** INPUT follows **
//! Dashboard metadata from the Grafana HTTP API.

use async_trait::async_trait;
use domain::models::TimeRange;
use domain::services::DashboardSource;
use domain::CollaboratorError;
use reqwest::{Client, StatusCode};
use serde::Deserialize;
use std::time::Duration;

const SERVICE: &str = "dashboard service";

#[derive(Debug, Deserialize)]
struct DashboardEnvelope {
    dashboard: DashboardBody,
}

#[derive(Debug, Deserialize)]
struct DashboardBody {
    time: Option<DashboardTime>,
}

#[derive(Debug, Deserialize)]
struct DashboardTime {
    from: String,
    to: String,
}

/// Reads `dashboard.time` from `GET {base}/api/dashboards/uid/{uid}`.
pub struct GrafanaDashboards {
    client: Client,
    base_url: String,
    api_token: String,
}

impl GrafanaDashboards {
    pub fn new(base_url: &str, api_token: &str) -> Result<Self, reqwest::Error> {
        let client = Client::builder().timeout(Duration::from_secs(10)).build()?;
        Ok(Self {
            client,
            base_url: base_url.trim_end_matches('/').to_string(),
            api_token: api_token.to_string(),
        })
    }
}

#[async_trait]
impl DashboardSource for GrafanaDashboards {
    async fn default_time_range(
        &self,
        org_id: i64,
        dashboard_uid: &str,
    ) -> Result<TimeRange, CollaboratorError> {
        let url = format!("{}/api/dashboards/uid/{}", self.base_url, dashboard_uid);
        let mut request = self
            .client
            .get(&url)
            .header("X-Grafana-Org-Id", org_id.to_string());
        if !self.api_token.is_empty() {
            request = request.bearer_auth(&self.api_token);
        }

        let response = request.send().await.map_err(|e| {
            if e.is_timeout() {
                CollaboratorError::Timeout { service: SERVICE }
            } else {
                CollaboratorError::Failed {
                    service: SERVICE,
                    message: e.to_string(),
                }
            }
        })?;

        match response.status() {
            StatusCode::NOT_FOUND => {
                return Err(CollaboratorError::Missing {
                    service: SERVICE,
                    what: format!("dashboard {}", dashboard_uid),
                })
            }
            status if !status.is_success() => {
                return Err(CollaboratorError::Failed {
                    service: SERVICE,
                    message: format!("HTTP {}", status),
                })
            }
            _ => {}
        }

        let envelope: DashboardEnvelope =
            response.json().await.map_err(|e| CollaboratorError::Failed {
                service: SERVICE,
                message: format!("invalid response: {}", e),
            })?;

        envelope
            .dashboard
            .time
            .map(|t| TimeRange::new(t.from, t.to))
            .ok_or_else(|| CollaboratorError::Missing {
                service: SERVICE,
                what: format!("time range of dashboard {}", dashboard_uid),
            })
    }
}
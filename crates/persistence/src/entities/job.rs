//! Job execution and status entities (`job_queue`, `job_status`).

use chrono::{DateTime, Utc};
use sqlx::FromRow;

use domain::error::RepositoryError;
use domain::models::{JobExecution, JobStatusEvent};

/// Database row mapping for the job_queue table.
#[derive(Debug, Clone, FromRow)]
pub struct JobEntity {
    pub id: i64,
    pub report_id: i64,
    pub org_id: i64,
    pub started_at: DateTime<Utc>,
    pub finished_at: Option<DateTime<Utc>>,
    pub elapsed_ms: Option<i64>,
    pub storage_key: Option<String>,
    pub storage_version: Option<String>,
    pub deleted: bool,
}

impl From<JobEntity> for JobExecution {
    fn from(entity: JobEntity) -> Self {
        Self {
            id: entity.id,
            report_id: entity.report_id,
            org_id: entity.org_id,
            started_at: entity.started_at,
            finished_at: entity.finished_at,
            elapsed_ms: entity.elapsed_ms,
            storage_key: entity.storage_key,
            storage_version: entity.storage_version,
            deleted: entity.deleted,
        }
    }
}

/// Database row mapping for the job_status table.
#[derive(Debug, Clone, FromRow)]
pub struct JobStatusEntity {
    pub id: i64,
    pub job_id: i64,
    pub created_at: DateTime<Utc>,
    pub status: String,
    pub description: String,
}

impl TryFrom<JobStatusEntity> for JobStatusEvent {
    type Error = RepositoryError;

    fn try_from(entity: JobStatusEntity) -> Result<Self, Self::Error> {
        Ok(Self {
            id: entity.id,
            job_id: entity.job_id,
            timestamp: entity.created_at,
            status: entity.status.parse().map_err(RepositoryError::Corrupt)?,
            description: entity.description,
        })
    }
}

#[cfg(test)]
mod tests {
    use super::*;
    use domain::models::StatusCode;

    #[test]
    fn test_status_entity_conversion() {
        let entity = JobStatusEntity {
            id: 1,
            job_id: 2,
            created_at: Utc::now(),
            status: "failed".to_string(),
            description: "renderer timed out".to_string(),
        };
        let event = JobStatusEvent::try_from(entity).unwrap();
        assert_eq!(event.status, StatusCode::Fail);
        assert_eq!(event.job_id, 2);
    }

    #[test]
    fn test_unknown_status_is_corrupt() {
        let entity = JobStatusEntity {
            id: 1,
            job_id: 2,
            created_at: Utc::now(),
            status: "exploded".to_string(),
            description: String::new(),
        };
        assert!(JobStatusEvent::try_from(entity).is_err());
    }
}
** End of INPUT **
** INPUT follows **
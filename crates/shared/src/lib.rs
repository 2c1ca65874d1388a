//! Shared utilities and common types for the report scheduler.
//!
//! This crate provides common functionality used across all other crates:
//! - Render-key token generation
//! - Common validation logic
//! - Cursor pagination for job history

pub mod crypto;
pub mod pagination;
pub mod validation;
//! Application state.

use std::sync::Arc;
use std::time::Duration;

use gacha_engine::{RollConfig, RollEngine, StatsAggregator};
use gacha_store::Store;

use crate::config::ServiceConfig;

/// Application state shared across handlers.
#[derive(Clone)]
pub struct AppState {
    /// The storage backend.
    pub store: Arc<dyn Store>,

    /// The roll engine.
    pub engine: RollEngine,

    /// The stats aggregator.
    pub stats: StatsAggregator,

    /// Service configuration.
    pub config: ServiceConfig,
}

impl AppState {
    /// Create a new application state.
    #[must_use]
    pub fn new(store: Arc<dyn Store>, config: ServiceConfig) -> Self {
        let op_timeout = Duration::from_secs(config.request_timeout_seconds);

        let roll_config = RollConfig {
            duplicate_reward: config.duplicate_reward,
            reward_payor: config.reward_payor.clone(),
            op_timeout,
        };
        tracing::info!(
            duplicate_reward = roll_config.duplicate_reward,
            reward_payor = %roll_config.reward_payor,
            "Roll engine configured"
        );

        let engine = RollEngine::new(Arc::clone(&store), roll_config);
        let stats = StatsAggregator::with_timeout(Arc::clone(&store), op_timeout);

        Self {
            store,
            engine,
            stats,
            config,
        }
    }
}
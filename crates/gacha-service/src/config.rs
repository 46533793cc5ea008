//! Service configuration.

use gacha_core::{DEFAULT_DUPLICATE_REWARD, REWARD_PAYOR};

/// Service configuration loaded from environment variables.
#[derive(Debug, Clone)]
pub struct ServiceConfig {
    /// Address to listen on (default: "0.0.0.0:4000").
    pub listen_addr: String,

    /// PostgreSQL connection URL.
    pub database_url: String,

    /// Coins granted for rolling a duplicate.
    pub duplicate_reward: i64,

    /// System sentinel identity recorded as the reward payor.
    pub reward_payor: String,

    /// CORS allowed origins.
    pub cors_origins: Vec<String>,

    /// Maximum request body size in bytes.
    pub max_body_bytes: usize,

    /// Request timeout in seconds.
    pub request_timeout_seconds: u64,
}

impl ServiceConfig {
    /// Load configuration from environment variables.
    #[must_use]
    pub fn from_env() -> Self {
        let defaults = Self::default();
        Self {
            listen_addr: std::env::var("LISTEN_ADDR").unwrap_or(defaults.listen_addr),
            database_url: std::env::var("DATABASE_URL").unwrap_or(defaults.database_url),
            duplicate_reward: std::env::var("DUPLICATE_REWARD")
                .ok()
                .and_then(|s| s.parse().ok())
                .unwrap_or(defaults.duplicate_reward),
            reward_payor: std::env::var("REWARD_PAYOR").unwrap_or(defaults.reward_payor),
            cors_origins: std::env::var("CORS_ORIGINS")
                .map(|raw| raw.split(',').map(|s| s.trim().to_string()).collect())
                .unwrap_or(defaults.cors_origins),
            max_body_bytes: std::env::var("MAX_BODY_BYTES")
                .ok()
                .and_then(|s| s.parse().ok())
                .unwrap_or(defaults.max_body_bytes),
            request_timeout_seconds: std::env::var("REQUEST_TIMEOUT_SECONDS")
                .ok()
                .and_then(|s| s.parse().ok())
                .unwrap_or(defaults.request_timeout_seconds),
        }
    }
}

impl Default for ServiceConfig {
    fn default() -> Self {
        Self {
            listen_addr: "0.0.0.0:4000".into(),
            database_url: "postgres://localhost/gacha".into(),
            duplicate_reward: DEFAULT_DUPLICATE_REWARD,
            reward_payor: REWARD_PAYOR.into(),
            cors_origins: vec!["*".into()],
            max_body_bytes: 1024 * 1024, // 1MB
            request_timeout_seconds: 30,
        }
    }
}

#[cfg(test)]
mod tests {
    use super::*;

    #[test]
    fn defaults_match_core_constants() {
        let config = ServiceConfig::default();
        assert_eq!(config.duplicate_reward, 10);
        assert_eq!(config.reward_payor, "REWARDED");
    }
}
** End of INPUT **
For the string "ServiceConfig", show each line of the listing where it appears.

> **WRITTEN REPLY**
use crate::config::ServiceConfig;
    pub config: ServiceConfig,
    pub fn new(store: Arc<dyn Store>, config: ServiceConfig) -> Self {
pub struct ServiceConfig {
impl ServiceConfig {
impl Default for ServiceConfig {
        let config = ServiceConfig::default();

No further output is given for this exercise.